Efficient algorithm for finding the number of elements less than a query

EDIT: given the later comments, some of the updates I just put in the beginning; leaving my first text below.

So, the main aspects are here:

• You came here with some kind of problem X, but later asked that you actually had problem Y to solve. This is what you should try to avoid: when you come here (or when working on problems yourself!) ... then you should be able to clearly describe the problem that you have or are going to solve, I don’t see fingers here; just stating that you have to work hard so that you understand what your real problem is.
• This is also evident from the fact that you are asking us what to do with duplicate numbers in your data. Err sir: problem . We do not know why you want to calculate these numbers; we do not know where your data comes from; and how the final decision should deal with duplicate entries. In this sense, I simply rephrase the first paragraph: you must clarify your requirements. We cannot help with this part in everything . And you see: you mentioned only duplicates in the second array. How about those in the first ?!

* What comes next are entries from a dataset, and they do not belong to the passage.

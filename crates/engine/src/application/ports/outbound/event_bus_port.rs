//! Event Bus Port - Interface for publishing game events
//!
//! This port abstracts the event bus, allowing the engine to notify
//! presentation layers without knowing the underlying transport.

use async_trait::async_trait;
use serde::Serialize;

/// Port for publishing game events
#[async_trait]
pub trait EventBusPort<E: Serialize + Send + Sync + 'static>: Send + Sync {
    /// Publish an event to the bus
    ///
    /// This is a best-effort operation; failures should be logged but typically
    /// should not break the main application flow.
    async fn publish(&self, event: E) -> Result<(), EventBusError>;
}

/// Errors that can occur when publishing events
#[derive(Debug)]
pub enum EventBusError {
    /// Transport-level error
    Transport(String),
}

impl std::fmt::Display for EventBusError {
    fn fmt(&self, f: &mut std::fmt::Formatter<'_>) -> std::fmt::Result {
        match self {
            EventBusError::Transport(msg) => write!(f, "Event bus transport error: {}", msg),
        }
    }
}

impl std::error::Error for EventBusError {}
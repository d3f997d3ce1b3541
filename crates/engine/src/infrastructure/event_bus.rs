//! In-process event bus on a tokio broadcast channel.
//!
//! Presentation layers subscribe for `ChallengeStarted` / `ObjectFound` /
//! `ChallengeEnded` style notifications. Publishing is best-effort: no
//! subscribers, or subscribers that lag and drop messages, never fail the
//! engine.

use async_trait::async_trait;
use serde::Serialize;
use tokio::sync::broadcast;

use crate::application::ports::outbound::{EventBusError, EventBusPort};

const CHANNEL_CAPACITY: usize = 256;

pub struct BroadcastEventBus<E> {
    sender: broadcast::Sender<E>,
}

impl<E: Clone> BroadcastEventBus<E> {
    pub fn new() -> Self {
        let (sender, _) = broadcast::channel(CHANNEL_CAPACITY);
        Self { sender }
    }

    pub fn subscribe(&self) -> broadcast::Receiver<E> {
        self.sender.subscribe()
    }
}

impl<E: Clone> Default for BroadcastEventBus<E> {
    fn default() -> Self {
        Self::new()
    }
}

#[async_trait]
impl<E> EventBusPort<E> for BroadcastEventBus<E>
where
    E: Serialize + Clone + Send + Sync + 'static,
{
    async fn publish(&self, event: E) -> Result<(), EventBusError> {
        // send only errors when there are no receivers, which is fine
        let _ = self.sender.send(event);
        Ok(())
    }
}

#[cfg(test)]
mod tests {
    use super::*;
    use snaphunt_domain::GameEvent;

    #[tokio::test]
    async fn test_publish_without_subscribers_is_ok() {
        let bus: BroadcastEventBus<GameEvent> = BroadcastEventBus::new();
        bus.publish(GameEvent::SessionReset).await.expect("ok");
    }

    #[tokio::test]
    async fn test_subscriber_receives_event() {
        let bus: BroadcastEventBus<GameEvent> = BroadcastEventBus::new();
        let mut rx = bus.subscribe();
        bus.publish(GameEvent::SessionReset).await.expect("ok");
        let event = rx.recv().await.expect("event");
        assert_eq!(event, GameEvent::SessionReset);
    }
}
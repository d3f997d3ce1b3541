//! Persistence Ports - durable snapshot and image blob storage.
//!
//! Durability is best-effort: writes are fire-and-forget from the engine's
//! perspective, failures are logged and retried on the next save trigger.
//! Loads must never crash on corrupt data; they degrade to "no saved state".

use async_trait::async_trait;
use thiserror::Error;

use snaphunt_domain::{ImageId, SessionSnapshot};

/// Errors from the persistence boundary
#[derive(Debug, Error)]
pub enum PersistenceError {
    #[error("Write failed: {0}")]
    WriteFailed(String),

    #[error("Read failed: {0}")]
    ReadFailed(String),

    #[error("Encoding failed: {0}")]
    Encoding(String),
}

impl From<std::io::Error> for PersistenceError {
    fn from(err: std::io::Error) -> Self {
        Self::WriteFailed(err.to_string())
    }
}

/// Port for storing the complete session snapshot.
#[async_trait]
pub trait SnapshotStorePort: Send + Sync {
    /// Persist a consistent point-in-time snapshot. Concurrent saves need
    /// not serialize strictly; the last completed write wins.
    async fn save(&self, snapshot: &SessionSnapshot) -> Result<(), PersistenceError>;

    /// Load the last saved snapshot. Absent on first launch; corrupt data
    /// degrades to `Ok(None)`, never an error.
    async fn load(&self) -> Result<Option<SessionSnapshot>, PersistenceError>;
}

/// Port for image blobs, keyed by an id generated at store time. Identical
/// images get distinct ids; no deduplication.
#[async_trait]
pub trait BlobStorePort: Send + Sync {
    async fn put(&self, bytes: &[u8]) -> Result<ImageId, PersistenceError>;

    async fn get(&self, id: ImageId) -> Result<Option<Vec<u8>>, PersistenceError>;
}
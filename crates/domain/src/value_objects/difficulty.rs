//! Difficulty tiers and their fixed point values.

use std::fmt;
use std::str::FromStr;

use serde::{Deserialize, Serialize};

use crate::error::DomainError;

/// How hard an object is to spot. Closed enumeration; every catalog object
/// carries exactly one tier.
#[derive(Debug, Clone, Copy, PartialEq, Eq, Hash, Serialize, Deserialize)]
#[serde(rename_all = "lowercase")]
pub enum Difficulty {
    Easy,
    Medium,
    Hard,
}

impl Difficulty {
    /// Points awarded for finding an object of this tier.
    ///
    /// Total, fixed mapping - scoring must never depend on anything else.
    pub fn points(&self) -> u32 {
        match self {
            Self::Easy => 10,
            Self::Medium => 25,
            Self::Hard => 50,
        }
    }

    pub fn display_name(&self) -> &'static str {
        match self {
            Self::Easy => "Easy",
            Self::Medium => "Medium",
            Self::Hard => "Hard",
        }
    }

    /// All tiers, in ascending order.
    pub fn all() -> [Difficulty; 3] {
        [Self::Easy, Self::Medium, Self::Hard]
    }
}

impl fmt::Display for Difficulty {
    fn fmt(&self, f: &mut fmt::Formatter<'_>) -> fmt::Result {
        let name = match self {
            Self::Easy => "easy",
            Self::Medium => "medium",
            Self::Hard => "hard",
        };
        write!(f, "{}", name)
    }
}

impl FromStr for Difficulty {
    type Err = DomainError;

    fn from_str(s: &str) -> Result<Self, Self::Err> {
        match s.trim().to_lowercase().as_str() {
            "easy" => Ok(Self::Easy),
            "medium" => Ok(Self::Medium),
            "hard" => Ok(Self::Hard),
            other => Err(DomainError::validation(format!(
                "Unknown difficulty: {}",
                other
            ))),
        }
    }
}

#[cfg(test)]
mod tests {
    use super::*;

    #[test]
    fn test_points_mapping_is_fixed() {
        assert_eq!(Difficulty::Easy.points(), 10);
        assert_eq!(Difficulty::Medium.points(), 25);
        assert_eq!(Difficulty::Hard.points(), 50);
    }

    #[test]
    fn test_parse_roundtrip() {
        for tier in Difficulty::all() {
            let parsed: Difficulty = tier.to_string().parse().expect("parse");
            assert_eq!(parsed, tier);
        }
        assert!("legendary".parse::<Difficulty>().is_err());
    }

    #[test]
    fn test_serde_lowercase() {
        let json = serde_json::to_string(&Difficulty::Medium).expect("serialize");
        assert_eq!(json, "\"medium\"");
    }
}
//! Engine configuration - hard defaults overridable from the environment.

use std::path::PathBuf;

use snaphunt_domain::{TargetCounts, DEFAULT_CONFIDENCE_THRESHOLD};

const DEFAULT_CHALLENGE_MINUTES: u32 = 30;
const DEFAULT_DATA_DIR: &str = "./snaphunt-data";

#[derive(Debug, Clone, PartialEq)]
pub struct GameConfig {
    /// Challenge duration in minutes
    pub challenge_minutes: u32,
    /// Objects drawn per difficulty tier when sampling a challenge
    pub target_counts: TargetCounts,
    /// Minimum classifier confidence for a label to count
    pub confidence_threshold: f32,
    /// Root directory for snapshots and image blobs
    pub data_dir: PathBuf,
}

impl Default for GameConfig {
    fn default() -> Self {
        Self {
            challenge_minutes: DEFAULT_CHALLENGE_MINUTES,
            target_counts: TargetCounts::default(),
            confidence_threshold: DEFAULT_CONFIDENCE_THRESHOLD,
            data_dir: PathBuf::from(DEFAULT_DATA_DIR),
        }
    }
}

impl GameConfig {
    /// Defaults overridden by `SNAPHUNT_*` environment variables. Unparsable
    /// values fall back to the default silently, matching how the rest of
    /// the engine treats configuration as best-effort.
    pub fn from_env() -> Self {
        let default = Self::default();
        Self {
            challenge_minutes: env_parse("SNAPHUNT_CHALLENGE_MINUTES")
                .unwrap_or(default.challenge_minutes),
            target_counts: TargetCounts::new(
                env_parse("SNAPHUNT_EASY_COUNT").unwrap_or(default.target_counts.easy),
                env_parse("SNAPHUNT_MEDIUM_COUNT").unwrap_or(default.target_counts.medium),
                env_parse("SNAPHUNT_HARD_COUNT").unwrap_or(default.target_counts.hard),
            ),
            confidence_threshold: env_parse("SNAPHUNT_CONFIDENCE_THRESHOLD")
                .unwrap_or(default.confidence_threshold),
            data_dir: std::env::var("SNAPHUNT_DATA_DIR")
                .map(PathBuf::from)
                .unwrap_or(default.data_dir),
        }
    }
}

fn env_parse<T: std::str::FromStr>(key: &str) -> Option<T> {
    std::env::var(key).ok()?.parse().ok()
}
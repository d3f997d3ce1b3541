//! Outbound ports - interfaces the engine drives, implemented by adapters.

mod clock_port;
mod detection_port;
mod event_bus_port;
mod persistence_port;

pub use clock_port::{ClockPort, RandomPort};
pub use detection_port::{DetectionError, DetectionPort, ImageBuffer};
pub use event_bus_port::{EventBusError, EventBusPort};
pub use persistence_port::{BlobStorePort, PersistenceError, SnapshotStorePort};
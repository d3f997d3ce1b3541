//! Infrastructure adapters implementing the outbound ports.

pub mod clock;
pub mod detection;
pub mod event_bus;
pub mod persistence;
pub mod settings;
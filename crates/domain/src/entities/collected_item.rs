//! CollectedItem entity - one entry in the player's gallery of finds.
//!
//! Created exactly once per successful find and never deleted. The AI
//! description and quiz bonus are append-only enrichments layered on later;
//! they are not part of the core scoring contract.

use chrono::{DateTime, Utc};
use serde::{Deserialize, Serialize};

use crate::ids::{ChallengeId, CollectedItemId, ImageId};
use crate::GameObject;

#[derive(Debug, Clone, PartialEq, Serialize, Deserialize)]
#[serde(rename_all = "camelCase")]
pub struct CollectedItem {
    id: CollectedItemId,
    object: GameObject,
    /// Blob-store handle for the capture photo; absent when image storage
    /// failed (the find still counts).
    image_id: Option<ImageId>,
    captured_at: DateTime<Utc>,
    challenge_id: ChallengeId,
    ai_description: Option<String>,
    quiz_bonus_points: Option<u32>,
}

impl CollectedItem {
    pub fn new(
        object: GameObject,
        image_id: Option<ImageId>,
        challenge_id: ChallengeId,
        captured_at: DateTime<Utc>,
    ) -> Self {
        Self {
            id: CollectedItemId::new(),
            object,
            image_id,
            captured_at,
            challenge_id,
            ai_description: None,
            quiz_bonus_points: None,
        }
    }

    pub fn id(&self) -> CollectedItemId {
        self.id
    }

    pub fn object(&self) -> &GameObject {
        &self.object
    }

    pub fn image_id(&self) -> Option<ImageId> {
        self.image_id
    }

    pub fn captured_at(&self) -> DateTime<Utc> {
        self.captured_at
    }

    pub fn challenge_id(&self) -> ChallengeId {
        self.challenge_id
    }

    pub fn ai_description(&self) -> Option<&str> {
        self.ai_description.as_deref()
    }

    pub fn quiz_bonus_points(&self) -> Option<u32> {
        self.quiz_bonus_points
    }

    /// Attach the generated description. Set-once; later calls are ignored.
    pub fn set_ai_description(&mut self, description: impl Into<String>) -> bool {
        if self.ai_description.is_some() {
            return false;
        }
        self.ai_description = Some(description.into());
        true
    }

    /// Record the quiz bonus earned for this item. Set-once so the bonus can
    /// be awarded to the session score exactly once.
    pub fn set_quiz_bonus(&mut self, points: u32) -> bool {
        if self.quiz_bonus_points.is_some() {
            return false;
        }
        self.quiz_bonus_points = Some(points);
        true
    }
}
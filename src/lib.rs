//! stockrag is a retrieval-augmented question answering toolkit for public
//! companies. It pulls a company's annual reports, SEC filings, website
//! pages, and news releases into a local per-ticker knowledge base, indexes
//! them with on-device embeddings, and answers questions through Groq's
//! chat API with the retrieved excerpts as grounding.
//!
//! Everything hangs off a [`RagContext`] created by [`create_context`]:
//! configuration travels inside the context, so contexts for different
//! tickers are fully independent.
//!
//! | Module | Responsibility |
//! |--------|----------------|
//! | [`config`] | TOML-backed configuration with ticker-derived defaults |
//! | [`context`] | Per-company context factory and collection setup |
//! | [`loaders`] | Annual reports, SEC EDGAR, website, and news ingestion |
//! | [`chunk`] | Paragraph-aware text chunking with overlap |
//! | [`embedding`] | Local embedding models and vector codecs |
//! | [`index`] | Vector index build and verification |
//! | [`query`] | Similarity retrieval and LLM question answering |
//! | [`maintenance`] | Incremental updates and knowledge-base stats |

pub mod chunk;
pub mod config;
pub mod context;
pub mod embedding;
pub mod error;
pub mod index;
pub mod ingest;
pub mod llm;
pub mod loaders;
pub mod maintenance;
pub mod models;
pub mod query;

pub use config::{load_config, RagConfig};
pub use context::{create_context, RagContext};
pub use error::{Result, StockRagError};
pub use index::{build_index, load_existing_index, IndexBuildReport};
pub use ingest::IngestReport;
pub use loaders::{
    load_annual_reports, load_company_website, load_news_releases, load_sec_filings,
};
pub use maintenance::{get_stats, update_with_new_data, UpdateReport};
pub use models::{KnowledgeBaseStats, RetrievedChunk, Source, SourceDocument};
pub use query::{create_query_engine, query, query_with_filters, QueryEngine, QueryResponse};
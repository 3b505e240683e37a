//! Document loaders.
//!
//! Each loader normalizes one kind of input (local annual-report files, SEC
//! filings, company web pages, news releases) into [`SourceDocument`]s and
//! stores them through the ingest pipeline. Embedding happens later, at
//! index-build time. Per-item failures are reported and skipped; a batch
//! where everything failed is an error.

pub mod html;
pub mod sec;

use chrono::{TimeZone, Utc};
use std::path::{Path, PathBuf};
use std::time::Duration;

use crate::context::RagContext;
use crate::error::{Result, StockRagError};
use crate::ingest::{ingest_documents, IngestReport};
use crate::models::{Source, SourceDocument};

/// Load local annual-report files into the knowledge base.
///
/// `.pdf` files go through pdf-extract; anything else is read as UTF-8
/// text. Returns the ingest report for the batch.
pub async fn load_annual_reports(ctx: &RagContext, paths: &[PathBuf]) -> Result<IngestReport> {
    if paths.is_empty() {
        return Err(StockRagError::Configuration(
            "no annual report files given".to_string(),
        ));
    }

    let mut docs = Vec::with_capacity(paths.len());
    for path in paths {
        match read_report(path) {
            Ok(doc) => docs.push(doc),
            Err(e) => eprintln!("Warning: skipping {}: {}", path.display(), e),
        }
    }

    if docs.is_empty() {
        return Err(StockRagError::Extract(
            "none of the annual report files could be read".to_string(),
        ));
    }

    ingest_documents(ctx, &docs).await
}

fn read_report(path: &Path) -> Result<SourceDocument> {
    let is_pdf = path
        .extension()
        .map(|ext| ext.eq_ignore_ascii_case("pdf"))
        .unwrap_or(false);

    let body = if is_pdf {
        let bytes = std::fs::read(path)?;
        pdf_extract::extract_text_from_mem(&bytes)
            .map_err(|e| StockRagError::Extract(format!("PDF extraction failed: {}", e)))?
    } else {
        std::fs::read_to_string(path)?
    };

    if body.trim().is_empty() {
        return Err(StockRagError::Extract(format!(
            "{} produced no text",
            path.display()
        )));
    }

    let modified_secs = std::fs::metadata(path)
        .and_then(|m| m.modified())
        .ok()
        .and_then(|t| t.duration_since(std::time::SystemTime::UNIX_EPOCH).ok())
        .map(|d| d.as_secs() as i64)
        .unwrap_or(0);

    let title = path
        .file_stem()
        .map(|n| n.to_string_lossy().to_string())
        .unwrap_or_else(|| path.display().to_string());

    Ok(SourceDocument {
        source: Source::AnnualReport,
        source_id: path.to_string_lossy().to_string(),
        source_url: Some(format!("file://{}", path.display())),
        title: Some(title),
        published_at: Utc.timestamp_opt(modified_secs, 0).single().unwrap_or_else(Utc::now),
        content_type: if is_pdf { "application/pdf" } else { "text/plain" }.to_string(),
        body,
        metadata_json: "{}".to_string(),
    })
}

/// Load recent SEC filings of the given form types (e.g. `10-K`, `10-Q`)
/// for the context's ticker, `limit_per_type` most recent of each.
pub async fn load_sec_filings(
    ctx: &RagContext,
    filing_types: &[String],
    limit_per_type: usize,
) -> Result<IngestReport> {
    let docs = sec::fetch_filings(&ctx.ticker, filing_types, limit_per_type).await?;
    ingest_documents(ctx, &docs).await
}

/// Load pages from the company's website.
pub async fn load_company_website(ctx: &RagContext, urls: &[String]) -> Result<IngestReport> {
    load_pages(ctx, urls, Source::Website).await
}

/// Load news releases / press pages.
pub async fn load_news_releases(ctx: &RagContext, urls: &[String]) -> Result<IngestReport> {
    load_pages(ctx, urls, Source::News).await
}

async fn load_pages(ctx: &RagContext, urls: &[String], source: Source) -> Result<IngestReport> {
    if urls.is_empty() {
        return Err(StockRagError::Configuration(format!(
            "no URLs given for {} loader",
            source
        )));
    }

    let client = reqwest::Client::builder()
        .user_agent(concat!("stockrag/", env!("CARGO_PKG_VERSION")))
        .timeout(Duration::from_secs(30))
        .build()?;

    let mut docs = Vec::with_capacity(urls.len());
    for url in urls {
        match fetch_page(&client, url, source).await {
            Ok(doc) => docs.push(doc),
            Err(e) => eprintln!("Warning: skipping {}: {}", url, e),
        }
    }

    if docs.is_empty() {
        return Err(StockRagError::Extract(format!(
            "none of the {} URLs could be fetched",
            source
        )));
    }

    ingest_documents(ctx, &docs).await
}

async fn fetch_page(
    client: &reqwest::Client,
    url: &str,
    source: Source,
) -> Result<SourceDocument> {
    let response = client.get(url).send().await?;
    let status = response.status();
    if !status.is_success() {
        return Err(StockRagError::Extract(format!(
            "{} returned HTTP {}",
            url, status
        )));
    }

    let raw = response.text().await?;
    let body = html::extract_main_content(&raw);
    if body.trim().is_empty() {
        return Err(StockRagError::Extract(format!(
            "{} produced no readable text",
            url
        )));
    }

    Ok(SourceDocument {
        source,
        source_id: url.to_string(),
        source_url: Some(url.to_string()),
        title: html::extract_title(&raw),
        published_at: Utc::now(),
        content_type: "text/html".to_string(),
        body,
        metadata_json: "{}".to_string(),
    })
}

Ok, so about your problem. The fact is that this is really just a "job." There is no magic. Since you have two very large arrays, working with unsorted data is absolute non-go.

So you start by sorting both arrays.

Then you iterate over the first array, and in doing so, you also look at the second array:

 int indexWithinB = 0; int counterForCurrentA = 0; // and actually ALL values from a before for (int i=0; i<a.length; i++) { int currentA = a[i]; while (b[indexWithinB] < currentA) { if (indexWithinB > 0) { // check required to avoid using 0-1 if (b[indexWithinB-1] != b[indexWithinB] { // avoid counting duplicates! counterForCurrentA++; } } indexWithinB++; } // while loop ended, this means: b[indexWithinB] == or > currentA // this also means: counterForCurrentA ... should have the correct value } 

The above is obviously pseudo code. It is designed to keep you moving; and it may well be that there are subtle mistakes. For example, as Andreas pointed out: the above needs to be improved to check also b.length. But this remains as an exercise for the reader.

Here is what I meant with “just work”: you just have to sit down, write test tags and refine my project algorithm until it does the job for you. If it will be difficult for you to program it initially, then take a piece of paper, put two arrays with numbers ... and do it manually.

The final hint: I suggest writing a lot of unit tests to test your algorithm (such material is perfect for unit tests); and make sure you have all your corner cases in such tests. You want to be 100% sure that your algorithm is correct before going after your arrays of elements of size 10 ^ 5!

And so, as promised, the original answer:

Simply put: iteration and counting are the most effective way to solve this problem. Thus, in the above case, sorting exception can lead to faster overall runtime.

The logic there is very simple: in order to find out the number of numbers less than x, you have to look at everything . So you have to iterate over the full array (when this array is not sorted).

Thus, given your original statement, there is nothing else but: iteration and counting.

Of course, if you need this number of times several times ... maybe you should sort the data first. Because then you can use binary search and get this account you are looking for without repeating all the data.

And: what makes you think that iterating through an array using 10 ^ 5 elements is a problem? In other words: are you just worried about a potential performance problem or do you have a problem with a real one ? You see, at some point you probably would have to create and populate this array. This took more time (and resources) than a simple loop to count records. And honestly: if we are not talking about a small built-in device ... 10 ^ 5 elements ... it's almost nothing, even when using a little outdated equipment.

Finally: when you are worried about runtime , the simple answer is to cut the input and use streams 2,4, 8, ... to count each fragment in parallel! But, as said: before writing this code, I would do a few profiling so that you really spend valuable development time on this. Do not solve hypothetical performance issues; focus on those that really matter to you or your users!